Demystifying the Half-Halt With Jacquie Brooks

The dreaded half-halt – it’s a common aid used in any discipline. But understanding the timing, the pressure, and the proper release is truly an art.

Heels Down Mag spoke with Canadian two-time Olympic dressage rider, Jacquie Brooks, on how to master the half-halt.

“The problem with the word ‘half-halt’ is that it is seemingly simple, but actually quite complicated,” said Jacquie, who regularly coaches both eventers and dressage riders. “The real meaning of the word is to find your sport balance.”

Sport Balance

What does ‘sport balance’ mean exactly, in dressage? Jacquie used gymnastics as an example.

“Think about a gymnast on the balance beam,” she said. “They have to distribute their weight evenly in order to balance on the beam. Now think of the dressage horse when you ask for a halt. Ideally, the horse should be perfectly square, round through his back, and his weight should be evenly distributed over his legs. That’s balanced.”

So now, think about the horse when he’s moving. A half-halt is designed to help when a horse is losing or has lost its balance. It is a moment in time where the rider asks the horse to return to light, self-carriage.

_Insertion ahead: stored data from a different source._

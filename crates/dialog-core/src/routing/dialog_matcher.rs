//! Dialog Matching Logic for SIP Request Routing
//!
//! This module implements the core RFC 3261 dialog matching algorithm used
//! to determine if incoming SIP requests belong to existing dialogs.
//!
//! ## Matching Algorithm
//!
//! According to RFC 3261 Section 12.2, dialogs are identified by:
//! - Call-ID
//! - Local tag (From tag for UAC, To tag for UAS)
//! - Remote tag (To tag for UAC, From tag for UAS)
//!
//! ## Implementation Status
//!
//! Currently implemented in manager/message_routing.rs and manager/utils.rs.
//! This module will contain the extracted matching logic when fully modularized.

// TODO: Extract dialog matching logic from manager modules 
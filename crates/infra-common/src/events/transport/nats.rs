//! NATS transport implementation for distributed event coordination
//!
//! This is currently a stub implementation that will be completed
//! when distributed mode is fully implemented.

use async_trait::async_trait;
use anyhow::Result;
use std::sync::Arc;

use super::{NetworkTransport, TransportReceiver, TransportReceiverImpl};
use crate::events::cross_crate::CrossCrateEvent;

/// NATS transport implementation
pub struct NatsTransport {
    /// NATS server URLs
    servers: Vec<String>,
    /// Optional cluster name
    cluster: Option<String>,
    /// Service name for this instance
    service_name: String,
}

impl NatsTransport {
    /// Create a new NATS transport
    pub fn new(
        servers: Vec<String>,
        cluster: Option<String>,
        service_name: String,
    ) -> Self {
        Self {
            servers,
            cluster,
            service_name,
        }
    }
    
    /// Connect to NATS servers
    pub async fn connect(&mut self) -> Result<()> {
        // TODO: Implement NATS connection
        tracing::warn!(
            "NATS transport connect() called but not yet implemented. \
            Servers: {:?}, Cluster: {:?}",
            self.servers,
            self.cluster
        );
        Err(anyhow::anyhow!("NATS transport not yet implemented"))
    }
}

#[async_trait]
impl NetworkTransport for NatsTransport {
    async fn send(&self, target: &str, event: Arc<dyn CrossCrateEvent>) -> Result<()> {
        tracing::warn!(
            "NATS transport send() called but not yet implemented. \
            Target: {}, Event: {}",
            target,
            event.event_type()
        );
        Err(anyhow::anyhow!(
            "NATS transport not yet implemented. \
            Cannot send event '{}' to target '{}'",
            event.event_type(),
            target
        ))
    }
    
    async fn subscribe(&self, event_types: Vec<&str>) -> Result<TransportReceiver> {
        tracing::warn!(
            "NATS transport subscribe() called but not yet implemented. \
            Event types: {:?}",
            event_types
        );
        Ok(TransportReceiver::new(Box::new(NatsReceiver::new())))
    }
    
    async fn health_check(&self) -> Result<()> {
        tracing::warn!("NATS transport health_check() called but not yet implemented");
        Err(anyhow::anyhow!("NATS transport not yet implemented"))
    }
    
    async fn shutdown(&self) -> Result<()> {
        tracing::info!("NATS transport shutdown() called (no-op for stub)");
        Ok(())
    }
}

/// NATS receiver implementation
struct NatsReceiver {
    // TODO: Add NATS subscription handle
}

impl NatsReceiver {
    fn new() -> Self {
        Self {}
    }
}

#[async_trait]
impl TransportReceiverImpl for NatsReceiver {
    async fn recv(&mut self) -> Result<Option<Arc<dyn CrossCrateEvent>>> {
        tracing::warn!("NATS receiver recv() called but not yet implemented");
        // Return None to indicate no events available
        // In a real implementation, this would block until an event arrives
        Ok(None)
    }
}

#[cfg(test)]
mod tests {
    use super::*;
    
    #[tokio::test]
    async fn test_nats_transport_creation() {
        let transport = NatsTransport::new(
            vec!["nats://localhost:4222".to_string()],
            Some("test-cluster".to_string()),
            "test-service".to_string(),
        );
        
        assert_eq!(transport.servers.len(), 1);
        assert_eq!(transport.cluster, Some("test-cluster".to_string()));
        assert_eq!(transport.service_name, "test-service");
    }
    
    #[tokio::test]
    async fn test_nats_transport_not_implemented() {
        let mut transport = NatsTransport::new(
            vec!["nats://localhost:4222".to_string()],
            None,
            "test-service".to_string(),
        );
        
        // All methods should return not implemented errors
        assert!(transport.connect().await.is_err());
        assert!(transport.health_check().await.is_err());
        
        // Shutdown should succeed (no-op)
        assert!(transport.shutdown().await.is_ok());
    }
}
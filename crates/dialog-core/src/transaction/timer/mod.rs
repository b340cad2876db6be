//! Provides timer functionalities for SIP transactions, including management of
//! timer lifecycles, standard timer configurations, and factories for creating timers.
//!
//! # Overview
//!
//! RFC 3261 defines various timers that are crucial for ensuring reliable message delivery,
//! proper timeout handling, and state management for SIP transactions. This module
//! implements these timers and provides a framework for managing their lifecycle.
//!
//! # Timer Component Relationships
//!
//! ```text
//! ┌─────────────────┐     creates    ┌───────────────┐     schedules    ┌───────────┐
//! │  TimerFactory   │───────────────▶│     Timer     │◀────────────────┤ Transaction│
//! └────────┬────────┘                └───────┬───────┘                  └───────────┘
//!          │                                 │                                ▲
//!          │ uses                   reported │                                │
//!          ▼                         by      │                                │
//! ┌─────────────────┐                        │         sends events           │
//! │  TimerManager   │────────────────────────┴────────────────────────────────┘
//! └─────────────────┘
//! ```
//!
//! # Key Components
//!
//! This module re-exports key components:
//! - [`Timer`]: Represents an active timer instance with its properties.
//! - [`TimerType`]: Enumerates specific SIP transaction timers (e.g., A, B, G) and generic types.
//! - [`TimerSettings`]: Configuration for standard timer durations (T1, T2, etc.).
//! - [`TimerManager`]: Manages the execution of timers and dispatches events.
//! - [`TimerFactory`]: Simplifies the creation of standard RFC 3261 timers.
//!
//! # SIP Timer Overview
//!
//! RFC 3261 defines several timer types for different transaction scenarios:
//!
//! ## Client Transaction Timers
//! - **Timer A** (INVITE): Controls request retransmissions 
//! - **Timer B** (INVITE): Transaction timeout
//! - **Timer D** (INVITE): Wait time for response retransmissions
//! - **Timer E** (non-INVITE): Controls request retransmissions
//! - **Timer F** (non-INVITE): Transaction timeout
//! - **Timer K** (non-INVITE): Wait time for response retransmissions
//!
//! ## Server Transaction Timers
//! - **Timer G** (INVITE): Controls response retransmissions
//! - **Timer H** (INVITE): Wait time for ACK
//! - **Timer I** (INVITE): Wait time in Confirmed state
//! - **Timer J** (non-INVITE): Wait time for request retransmissions
//!
//! # Example Usage
//!
//! ```rust,no_run
//! use std::sync::Arc;
//! use std::time::Duration;
//! use rvoip_dialog_core::transaction::timer::{TimerFactory, TimerManager, TimerSettings};
//! use rvoip_dialog_core::transaction::TransactionKey;
//! use rvoip_sip_core::Method;
//!
//! # async fn example() -> Result<(), Box<dyn std::error::Error>> {
//! // Create a transaction key
//! let tx_key = TransactionKey::new("z9hG4bK.123".to_string(), Method::Invite, false);
//!
//! // Create timer manager and factory
//! let timer_manager = Arc::new(TimerManager::new(None));
//! let timer_factory = TimerFactory::new(None, timer_manager.clone());
//!
//! // Schedule initial INVITE client timers (A and B)
//! timer_factory.schedule_invite_client_initial_timers(tx_key).await?;
//! # Ok(())
//! # }
//! ```

pub mod types;
pub mod manager;
pub mod factory;

// Re-export main items from submodules to make them accessible via `crate::timer::ItemName`
pub use types::{Timer, TimerType, TimerSettings};
pub use manager::TimerManager;
pub use factory::TimerFactory;
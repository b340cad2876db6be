/// API-based RTCP-MUX Configuration Example
///
/// This example demonstrates how to use the RTCP multiplexing (RFC 5761) option
/// in the client and server API. It creates a server and client with different
/// RTCP-MUX configurations and shows how they interact.
///
/// Expected runtime: ~5-10 seconds

use std::net::{SocketAddr, IpAddr, Ipv4Addr};
use std::sync::Arc;
use std::time::Duration;

use rvoip_rtp_core::api::common::frame::{MediaFrame, MediaFrameType};
use rvoip_rtp_core::api::common::config::SecurityMode;
use rvoip_rtp_core::api::client::transport::MediaTransportClient;
use rvoip_rtp_core::api::client::config::ClientConfigBuilder;
use rvoip_rtp_core::api::client::security::ClientSecurityConfig;
use rvoip_rtp_core::api::server::transport::MediaTransportServer;
use rvoip_rtp_core::api::server::config::ServerConfigBuilder;
use rvoip_rtp_core::api::server::security::ServerSecurityConfig;

#[tokio::main]
async fn main() -> Result<(), Box<dyn std::error::Error>> {
    // Set a global timeout for the entire example (15 seconds max)
    match tokio::time::timeout(Duration::from_secs(15), async {
        // Set up logging
        tracing_subscriber::fmt()
            .with_max_level(tracing::Level::INFO) // Changed from DEBUG to INFO to reduce log noise
            .init();
        
        println!("API-based RTCP-MUX Configuration Example");
        println!("=======================================\n");
        
        // Demonstrate different server configurations
        println!("1. Creating server WITH RTCP-MUX enabled");
        let server_with_mux = create_server(true).await?;
        
        println!("2. Creating server WITH RTCP-MUX disabled");
        let server_without_mux = create_server(false).await?;
        
        // Get the actual addresses the servers are bound to
        let server_mux_addr = server_with_mux.get_local_address().await?;
        let server_no_mux_addr = server_without_mux.get_local_address().await?;
        
        println!("\nServer with RTCP-MUX is bound to: {}", server_mux_addr);
        println!("Server without RTCP-MUX is bound to: {}", server_no_mux_addr);
        
        // Demonstrate client connection to server with matching RTCP-MUX setting
        println!("\n3. Creating client WITH RTCP-MUX enabled and connecting to matching server");
        let client_with_mux = create_client(true, server_mux_addr).await?;
        
        // Connect the client to the server first
        println!("Connecting client to server...");
        client_with_mux.connect().await?;
        
        // Print the local address of the client after connecting
        let client_mux_addr = client_with_mux.get_local_address().await?;
        println!("Client with RTCP-MUX is bound to: {}", client_mux_addr);
        
        // Send a test frame
        let frame = create_test_frame();
        println!("Sending test frame from client to server...");
        client_with_mux.send_frame(frame).await?;
        
        // Try to receive the frame on the server
        println!("Waiting for frame on server...");
        match tokio::time::timeout(Duration::from_millis(250), server_with_mux.receive_frame()).await {
            Ok(Ok((client_id, received_frame))) => {
                println!("Server received frame from client {}", client_id);
                println!("  Frame info: type={:?}, seq={}, size={} bytes",
                        received_frame.frame_type,
                        received_frame.sequence,
                        received_frame.data.len());
            },
            Ok(Err(e)) => {
                println!("Error receiving frame: {}", e);
            },
            Err(_) => {
                println!("Timeout waiting for frame");
            }
        }
        
        // Disconnect client
        println!("\nDisconnecting client...");
        client_with_mux.disconnect().await?;
        
        // Now demonstrate client/server with mismatched RTCP-MUX settings
        println!("\n4. Creating client WITHOUT RTCP-MUX enabled and connecting to server WITH RTCP-MUX");
        let client_without_mux = create_client(false, server_mux_addr).await?;
        
        // Try to connect the client to the server
        println!("Connecting client to server...");
        match client_without_mux.connect().await {
            Ok(_) => {
                println!("Client successfully connected to server (despite RTCP-MUX mismatch)");
                
                // Print the local address of the client after connecting
                let client_no_mux_addr = client_without_mux.get_local_address().await?;
                println!("Client without RTCP-MUX is bound to: {}", client_no_mux_addr);
                
                // Disconnect client
                println!("Disconnecting client...");
                client_without_mux.disconnect().await?;
            },
            Err(e) => {
                println!("Client failed to connect to server: {}", e);
            }
        }
        
        // Simplified WebRTC test (just one example instead of full testing)
        println!("\n5. Testing WebRTC config (with RTCP-MUX enabled by default)");
        
        // Create WebRTC server
        let webrtc_server_config = ServerConfigBuilder::webrtc()
            .local_address(SocketAddr::new(IpAddr::V4(Ipv4Addr::new(127, 0, 0, 1)), 0))
            .build()?;
        
        // Disable security for the server
        let mut server_config = webrtc_server_config;
        let mut server_security = ServerSecurityConfig::default();
        server_security.security_mode = SecurityMode::None;
        server_config.security_config = server_security;
        
        let webrtc_server = rvoip_rtp_core::api::create_server(server_config).await?;
        webrtc_server.start().await?;
        
        let webrtc_server_addr = webrtc_server.get_local_address().await?;
        println!("WebRTC server bound to: {}", webrtc_server_addr);
        
        // Create WebRTC client with disabled security
        let webrtc_client_config = ClientConfigBuilder::webrtc()
            .remote_address(webrtc_server_addr)
            .build();
            
        // Disable security for the client
        let mut client_config = webrtc_client_config;
        let mut client_security = ClientSecurityConfig::default();
        client_security.security_mode = SecurityMode::None;
        client_config.security_config = client_security;
        
        let webrtc_client = rvoip_rtp_core::api::create_client(client_config).await?;
        
        // Connect WebRTC client to server
        println!("Connecting WebRTC client to server...");
        webrtc_client.connect().await?;
        
        let webrtc_client_addr = webrtc_client.get_local_address().await?;
        println!("WebRTC client bound to: {}", webrtc_client_addr);
        
        // Send a test frame
        let frame = create_test_frame();
        println!("Sending test frame from WebRTC client to server...");
        webrtc_client.send_frame(frame).await?;
        
        // Disconnect and clean up
        println!("\nDisconnecting WebRTC client...");
        webrtc_client.disconnect().await?;
        
        println!("\nStopping all servers...");
        server_with_mux.stop().await?;
        server_without_mux.stop().await?;
        webrtc_server.stop().await?;
        
        println!("\nExample completed successfully");
        Ok(())
    }).await {
        Ok(result) => result,
        Err(_) => {
            println!("\n\nTest timed out after 15 seconds");
            println!("Terminating example");
            Ok(())
        }
    }
}

/// Helper function to create a server with specified RTCP-MUX setting
async fn create_server(rtcp_mux: bool) -> Result<impl MediaTransportServer, Box<dyn std::error::Error>> {
    // Create server config with specified RTCP-MUX setting
    let mut server_config = ServerConfigBuilder::new()
        .local_address(SocketAddr::new(IpAddr::V4(Ipv4Addr::new(127, 0, 0, 1)), 0))
        .rtcp_mux(rtcp_mux)
        .build()?;
    
    // Disable security
    let mut security_config = ServerSecurityConfig::default();
    security_config.security_mode = SecurityMode::None;
    server_config.security_config = security_config;
    
    // Create server
    let server = rvoip_rtp_core::api::create_server(server_config).await?;
    
    // Start server
    server.start().await?;
    
    Ok(server)
}

/// Helper function to create a client with specified RTCP-MUX setting
async fn create_client(rtcp_mux: bool, server_addr: SocketAddr) -> Result<impl MediaTransportClient, Box<dyn std::error::Error>> {
    // Create client config with specified RTCP-MUX setting
    let mut client_config = ClientConfigBuilder::new()
        .remote_address(server_addr)
        .rtcp_mux(rtcp_mux)
        .build();
    
    // Disable security
    let mut security_config = ClientSecurityConfig::default();
    security_config.security_mode = SecurityMode::None;
    client_config.security_config = security_config;
    
    // Create client
    let client = rvoip_rtp_core::api::create_client(client_config).await?;
    
    Ok(client)
}

/// Helper function to create a test media frame
fn create_test_frame() -> MediaFrame {
    MediaFrame {
        frame_type: MediaFrameType::Audio,
        data: vec![1, 2, 3, 4, 5],
        timestamp: 1000,
        sequence: 1,
        marker: false,
        payload_type: 8, // G.711 Î¼-law
        ssrc: 12345,
        csrcs: Vec::new(),
    }
} 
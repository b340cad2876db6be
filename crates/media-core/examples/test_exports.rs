//! Test Export Demo
//!
//! This example verifies that VAD and AEC components are properly exported
//! and accessible from the public API.

use rvoip_media_core::prelude::*;
use rvoip_media_core::processing::{
    VadConfig, AecConfig, AgcConfig,
    VoiceActivityDetector, AcousticEchoCanceller, AutomaticGainControl
};

fn main() -> Result<()> {
    println!("🧪 Testing VAD and AEC exports...");
    
    // Test that we can create VAD configuration
    let vad_config = VadConfig::default();
    println!("✓ VadConfig accessible with defaults:");
    println!("  - energy_threshold: {:.3}", vad_config.energy_threshold);
    println!("  - zcr_threshold: {:.3}", vad_config.zcr_threshold);
    
    // Test that we can create AEC configuration
    let aec_config = AecConfig::default();
    println!("✓ AecConfig accessible with defaults:");
    println!("  - filter_length: {}", aec_config.filter_length);
    println!("  - step_size: {:.3}", aec_config.step_size);
    
    // Test that we can create AGC configuration
    let agc_config = AgcConfig::default();
    println!("✓ AgcConfig accessible with defaults:");
    println!("  - target_level: {:.2}", agc_config.target_level);
    println!("  - compression_ratio: {:.1}", agc_config.compression_ratio);
    
    // Test that we can instantiate components
    match VoiceActivityDetector::new(vad_config) {
        Ok(_) => println!("✓ VoiceActivityDetector can be instantiated"),
        Err(e) => {
            println!("✗ VoiceActivityDetector error: {}", e);
            return Err(e);
        }
    }
    
    match AcousticEchoCanceller::new(aec_config) {
        Ok(_) => println!("✓ AcousticEchoCanceller can be instantiated"),
        Err(e) => {
            println!("✗ AcousticEchoCanceller error: {}", e);
            return Err(e);
        }
    }
    
    match AutomaticGainControl::new(agc_config) {
        Ok(_) => println!("✓ AutomaticGainControl can be instantiated"),
        Err(e) => {
            println!("✗ AutomaticGainControl error: {}", e);
            return Err(e);
        }
    }
    
    // Test a simple audio frame creation
    let test_frame = AudioFrame::new(
        vec![100i16; 160], // 160 samples of audio
        8000,              // 8kHz sample rate
        1,                 // mono
        0                  // timestamp
    );
    
    println!("✓ AudioFrame can be created: {} samples at {}Hz", 
             test_frame.samples.len(), test_frame.sample_rate);
    
    println!("✨ All audio processing components are properly exported and functional!");
    println!("");
    println!("🎯 Summary:");
    println!("  • Voice Activity Detection (VAD) - ✓ Available");
    println!("  • Acoustic Echo Cancellation (AEC) - ✓ Available");
    println!("  • Automatic Gain Control (AGC) - ✓ Available");
    println!("  • Configuration types - ✓ Exported");
    println!("  • Component instantiation - ✓ Working");
    
    Ok(())
}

“With any sport, skiing, gymnastics, whatever… when you lose your balance you know when you reach the point of no return and you have to stop. You halt,” she said. “But if you can recover, you might wobble, but then you recover your balance, and you then you keep going. That’s the half-halt.”

Like Driving A Car

“A half-halt is used when a horse loses its balance, like if it has fallen on its forehand. If you cannot rebalance the horse in motion, the goal would be to halt fully. A half-halt is used to rebalance while still on the move,” Jacquie explained.

To picture this, Jacquie says think about taking a turn while driving a car. Naturally, we slow the car down as we approach the turn.

“You stop the car if you know you won’t make the turn,” she said. “But generally speaking, you don’t speed up going into the turn. It’s the same process when you’re trying to re-establish balance.”

That’s where the half-halt comes in.

Comes Down To Training

Jacquie breaks down the components of the half-halt into two important training categories. The first comes back to sport – proper balance takes training. The second is to respect the horse as an animal.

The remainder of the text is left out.